SkillHub

volcengine-stt

v0.2.1

Transcribe audio to text using Volcano Engine (Volcengine/ARK) speech-to-text APIs. Use when the user wants to replace Whisper/OpenAI STT with Volcengine, transcribe Telegram/Discord voice notes via Volcengine, or build a reusable STT skill for other OpenClaw agents.

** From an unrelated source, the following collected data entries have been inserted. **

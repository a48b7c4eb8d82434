use diesel::deserialize::{self, FromSql, FromSqlRow};
use diesel::expression::AsExpression;
use diesel::pg::{Pg, PgValue};
use diesel::serialize::{self, IsNull, Output, ToSql};
use diesel::sql_types::Text;
use serde::{Deserialize, Serialize};
use std::io::Write;
use strum::{AsRefStr, Display, EnumString};
use utoipa::ToSchema;

/// Stored as lowercase text columns; round-trips through strum.
macro_rules! impl_text_enum_sql {
    ($ty:ty) => {
        impl ToSql<Text, Pg> for $ty {
            fn to_sql<'b>(&'b self, out: &mut Output<'b, '_, Pg>) -> serialize::Result {
                out.write_all(self.as_ref().as_bytes())?;
                Ok(IsNull::No)
            }
        }

        impl FromSql<Text, Pg> for $ty {
            fn from_sql(bytes: PgValue<'_>) -> deserialize::Result<Self> {
                let raw = std::str::from_utf8(bytes.as_bytes())?;
                raw.parse::<$ty>()
                    .map_err(|_| format!("unrecognized enum value: {raw}").into())
            }
        }
    };
}

/// Status vocabulary the gateway uses on the wire. Exact literals, so no
/// case normalization here.
#[derive(Debug, Clone, Copy, PartialEq, Eq, Serialize, Deserialize, Display, EnumString, ToSchema)]
pub enum ExternalStatus {
    Approved,
    Declined,
    Cancelled,
    Pending,
    Failed,
    Refunded,
    Chargeback,
}

/// Payment leg of the order lifecycle.
#[derive(
    Debug,
    Clone,
    Copy,
    PartialEq,
    Eq,
    Serialize,
    Deserialize,
    AsExpression,
    FromSqlRow,
    Display,
    EnumString,
    AsRefStr,
    ToSchema,
)]
#[diesel(sql_type = Text)]
#[serde(rename_all = "snake_case")]
#[strum(serialize_all = "snake_case")]
pub enum PaymentStatus {
    Unpaid,
    Pending,
    Paid,
    Failed,
    Cancelled,
    Refunded,
    Chargeback,
}

/// Broader order lifecycle. Webhook processing only ever drives the subset
/// below; everything else belongs to the order subsystem.
#[derive(
    Debug,
    Clone,
    Copy,
    PartialEq,
    Eq,
    Serialize,
    Deserialize,
    AsExpression,
    FromSqlRow,
    Display,
    EnumString,
    AsRefStr,
    ToSchema,
)]
#[diesel(sql_type = Text)]
#[serde(rename_all = "snake_case")]
#[strum(serialize_all = "snake_case")]
pub enum OrderStatus {
    Pending,
    Active,
    Suspended,
    Cancelled,
    Disputed,
}

/// What a gateway status means for the order's payment state. `Unknown` is
/// the defensive bucket for vocabulary we do not recognize.
#[derive(
    Debug, Clone, Copy, PartialEq, Eq, Serialize, Deserialize, Display, EnumString, ToSchema,
)]
#[serde(rename_all = "snake_case")]
#[strum(serialize_all = "snake_case")]
pub enum MappedStatus {
    Paid,
    Failed,
    Cancelled,
    Pending,
    Refunded,
    Chargeback,
    Unknown,
}

impl MappedStatus {
    /// The persisted payment status this mapped status drives the order to.
    /// `Unknown` drives nothing.
    pub fn as_payment_status(self) -> Option<PaymentStatus> {
        match self {
            MappedStatus::Paid => Some(PaymentStatus::Paid),
            MappedStatus::Failed => Some(PaymentStatus::Failed),
            MappedStatus::Cancelled => Some(PaymentStatus::Cancelled),
            MappedStatus::Pending => Some(PaymentStatus::Pending),
            MappedStatus::Refunded => Some(PaymentStatus::Refunded),
            MappedStatus::Chargeback => Some(PaymentStatus::Chargeback),
            MappedStatus::Unknown => None,
        }
    }
}

/// Coarse event class used for downstream notification routing.
#[derive(
    Debug,
    Clone,
    Copy,
    PartialEq,
    Eq,
    Serialize,
    Deserialize,
    AsExpression,
    FromSqlRow,
    Display,
    EnumString,
    AsRefStr,
    ToSchema,
)]
#[diesel(sql_type = Text)]
#[serde(rename_all = "snake_case")]
#[strum(serialize_all = "snake_case")]
pub enum WebhookType {
    PaymentSuccess,
    PaymentFailure,
    PaymentPending,
    Refund,
    Chargeback,
    Notify,
}

/// Terminal classification of one delivery attempt, as persisted in the
/// audit log and exposed to the monitoring surface.
#[derive(
    Debug,
    Clone,
    Copy,
    PartialEq,
    Eq,
    Hash,
    Serialize,
    Deserialize,
    AsExpression,
    FromSqlRow,
    Display,
    EnumString,
    AsRefStr,
    ToSchema,
)]
#[diesel(sql_type = Text)]
#[serde(rename_all = "snake_case")]
#[strum(serialize_all = "snake_case")]
pub enum WebhookOutcome {
    Processed,
    Duplicate,
    RejectedSignature,
    RejectedSource,
    RejectedPayload,
    OrderNotFound,
    RateLimited,
    AmountMismatch,
    RejectedTransition,
    InternalError,
}

impl_text_enum_sql!(PaymentStatus);
impl_text_enum_sql!(OrderStatus);
impl_text_enum_sql!(WebhookType);
impl_text_enum_sql!(WebhookOutcome);

#[cfg(test)]
mod tests {
    use super::*;
    use std::str::FromStr;

    #[test]
    fn payment_status_round_trips_through_text() {
        for status in [
            PaymentStatus::Unpaid,
            PaymentStatus::Pending,
            PaymentStatus::Paid,
            PaymentStatus::Failed,
            PaymentStatus::Cancelled,
            PaymentStatus::Refunded,
            PaymentStatus::Chargeback,
        ] {
            let text = status.to_string();
            assert_eq!(PaymentStatus::from_str(&text).unwrap(), status);
        }
    }

    #[test]
    fn external_status_uses_gateway_literals() {
        assert_eq!(ExternalStatus::from_str("Approved").unwrap(), ExternalStatus::Approved);
        assert!(ExternalStatus::from_str("approved").is_err());
        assert!(ExternalStatus::from_str("Bogus").is_err());
    }

    #[test]
    fn outcome_serializes_snake_case() {
        assert_eq!(WebhookOutcome::RejectedSignature.to_string(), "rejected_signature");
        assert_eq!(WebhookType::PaymentSuccess.to_string(), "payment_success");
    }
}
use axum::extract::{Query, State};
use axum::Json;
use chrono::{Duration, Utc};
use payhook_core::services::monitor_service::MonitorService;
use payhook_core::AppState;
use payhook_primitives::error::ApiError;
use payhook_primitives::models::dtos::monitor_dto::WebhookStats;
use serde::Deserialize;
use std::sync::Arc;
use utoipa::IntoParams;

#[derive(Debug, Deserialize, IntoParams)]
pub struct StatsQuery {
    /// Look-back window in hours, default 24.
    pub hours: Option<i64>,
}

#[utoipa::path(
    get,
    path = "/api/monitor/webhooks/stats",
    tag = "Monitoring",
    summary = "Outcome counts over a window",
    params(StatsQuery),
    responses(
        (status = 200, description = "Per-outcome delivery counts", body = WebhookStats),
        (status = 401, description = "Missing or invalid operator token"),
    ),
)]
pub async fn webhook_stats(
    State(state): State<Arc<AppState>>,
    Query(query): Query<StatsQuery>,
) -> Result<Json<WebhookStats>, ApiError> {
    let hours = query.hours.unwrap_or(24).clamp(1, 24 * 90);
    let since = Utc::now() - Duration::hours(hours);
    Ok(Json(MonitorService::stats(&state, since).await?))
}
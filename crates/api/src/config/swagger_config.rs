use payhook_primitives::models::dtos::monitor_dto::{
    OutcomeCount, WebhookLogPage, WebhookStats,
};
use payhook_primitives::models::dtos::webhook_dto::{HealthStatus, WebhookAck};
use payhook_primitives::models::entities::enum_types::{
    ExternalStatus, OrderStatus, PaymentStatus, WebhookOutcome, WebhookType,
};
use payhook_primitives::models::entities::webhook_log::WebhookLogEntry;
use utoipa::OpenApi;

#[derive(OpenApi)]
#[openapi(
    info(
        title = "Payhook API",
        description = "Payment gateway webhook ingestion and operator monitoring"
    ),
    paths(
        crate::handlers::gateway_webhook::gateway_webhook,
        crate::handlers::webhook_health::webhook_health,
        crate::handlers::list_webhook_logs::list_webhook_logs,
        crate::handlers::webhook_log_detail::webhook_log_detail,
        crate::handlers::webhook_stats::webhook_stats,
        crate::handlers::reprocess_webhook::reprocess_webhook,
    ),
    components(schemas(
        WebhookAck,
        HealthStatus,
        WebhookLogEntry,
        WebhookLogPage,
        WebhookStats,
        OutcomeCount,
        ExternalStatus,
        PaymentStatus,
        OrderStatus,
        WebhookOutcome,
        WebhookType,
    )),
    tags(
        (name = "Webhook", description = "Gateway-facing delivery endpoint"),
        (name = "Monitoring", description = "Operator audit and reprocessing surface"),
    )
)]
pub struct ApiDoc;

Sourced from ClawHub, Authored by Reed

Installation

Please help me install the skill `volcengine-stt` from SkillHub official store. npx skills add reed1898/volcengine-stt

Volcengine STT

Use this skill to run speech-to-text through Volcengine.

Quick start

{baseDir}/scripts/transcribe.sh /path/to/audio.ogg

Default behavior: - Endpoint: ${ARK_BASE_URL:-https://ark.cn-beijing.volces.com/api/v3}/audio/transcriptions - Model: ${ARK_STT_MODEL:-doubao-seed-asr-1-0} - Auth header: Authorization: Bearer $ARK_API_KEY - Output file: <input>.txt

Required env

  • ARK_API_KEY (required)

Optional: - ARK_BASE_URL (default: https://ark.cn-beijing.volces.com/api/v3) - ARK_STT_MODEL (default: doubao-seed-asr-1-0)

Useful flags

# Save plain text to custom path
{baseDir}/scripts/transcribe.sh ./voice.ogg --out /tmp/voice.txt

# Force model
{baseDir}/scripts/transcribe.sh ./voice.ogg --model doubao-seed-asr-1-0

# Return raw JSON (for debugging/integration)
{baseDir}/scripts/transcribe.sh ./voice.ogg --json --out /tmp/voice.json

# Hint language/prompt when needed
{baseDir}/scripts/transcribe.sh ./voice.ogg --language zh --prompt "中英混合,保留术语"

Integration notes

  • For OpenClaw voice-message handling, call this script instead of Whisper script.
  • Keep keys in machine-local config or env, never commit secrets.
  • If your Volcengine account uses a different model name, pass --model or set ARK_STT_MODEL.